# Exercise:
Only the number is wanted: how many lines in the data contain "usize"?

━━━━━━━━

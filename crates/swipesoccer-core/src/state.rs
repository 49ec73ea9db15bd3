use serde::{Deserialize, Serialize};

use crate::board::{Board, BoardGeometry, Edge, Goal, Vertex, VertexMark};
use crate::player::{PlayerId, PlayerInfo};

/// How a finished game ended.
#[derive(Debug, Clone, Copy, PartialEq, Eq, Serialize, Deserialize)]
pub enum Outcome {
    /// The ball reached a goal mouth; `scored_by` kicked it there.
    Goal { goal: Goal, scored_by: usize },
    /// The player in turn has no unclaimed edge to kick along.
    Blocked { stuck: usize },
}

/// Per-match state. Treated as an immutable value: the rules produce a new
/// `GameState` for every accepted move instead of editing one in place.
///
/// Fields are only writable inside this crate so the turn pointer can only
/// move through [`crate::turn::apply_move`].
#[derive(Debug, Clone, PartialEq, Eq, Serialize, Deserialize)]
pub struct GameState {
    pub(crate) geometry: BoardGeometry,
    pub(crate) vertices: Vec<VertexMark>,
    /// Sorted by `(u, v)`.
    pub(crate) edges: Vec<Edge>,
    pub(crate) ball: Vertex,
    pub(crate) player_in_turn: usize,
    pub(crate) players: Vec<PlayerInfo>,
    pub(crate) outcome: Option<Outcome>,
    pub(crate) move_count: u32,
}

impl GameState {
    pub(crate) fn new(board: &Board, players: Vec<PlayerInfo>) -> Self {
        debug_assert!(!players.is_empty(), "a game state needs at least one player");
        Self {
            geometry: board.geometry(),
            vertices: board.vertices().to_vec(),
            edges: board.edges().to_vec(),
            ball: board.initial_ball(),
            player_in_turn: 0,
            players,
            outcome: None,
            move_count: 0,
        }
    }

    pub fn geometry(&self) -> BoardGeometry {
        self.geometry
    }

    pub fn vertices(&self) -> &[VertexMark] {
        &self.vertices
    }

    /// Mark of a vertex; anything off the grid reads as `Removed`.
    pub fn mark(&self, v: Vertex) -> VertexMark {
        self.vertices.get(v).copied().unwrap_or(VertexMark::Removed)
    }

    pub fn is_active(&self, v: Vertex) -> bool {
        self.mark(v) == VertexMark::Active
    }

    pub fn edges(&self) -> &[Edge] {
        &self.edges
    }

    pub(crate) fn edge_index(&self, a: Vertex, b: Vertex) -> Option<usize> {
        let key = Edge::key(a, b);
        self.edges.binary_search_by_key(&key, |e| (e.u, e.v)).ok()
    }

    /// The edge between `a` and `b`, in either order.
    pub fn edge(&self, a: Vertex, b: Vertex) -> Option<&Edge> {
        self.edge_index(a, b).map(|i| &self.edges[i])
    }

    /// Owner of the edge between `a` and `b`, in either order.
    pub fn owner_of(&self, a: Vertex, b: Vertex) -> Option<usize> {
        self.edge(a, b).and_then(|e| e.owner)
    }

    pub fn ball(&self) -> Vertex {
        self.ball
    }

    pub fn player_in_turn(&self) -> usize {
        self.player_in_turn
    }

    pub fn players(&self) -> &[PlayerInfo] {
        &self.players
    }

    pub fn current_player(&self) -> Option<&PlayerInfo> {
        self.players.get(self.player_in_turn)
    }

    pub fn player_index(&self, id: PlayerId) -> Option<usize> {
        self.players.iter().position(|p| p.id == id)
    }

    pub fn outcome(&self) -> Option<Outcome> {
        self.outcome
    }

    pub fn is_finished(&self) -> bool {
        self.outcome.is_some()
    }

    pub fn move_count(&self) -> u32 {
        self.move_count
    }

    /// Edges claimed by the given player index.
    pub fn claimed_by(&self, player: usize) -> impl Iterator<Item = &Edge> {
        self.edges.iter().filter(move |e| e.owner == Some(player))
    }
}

━━━━━━━━

# Written reply:
8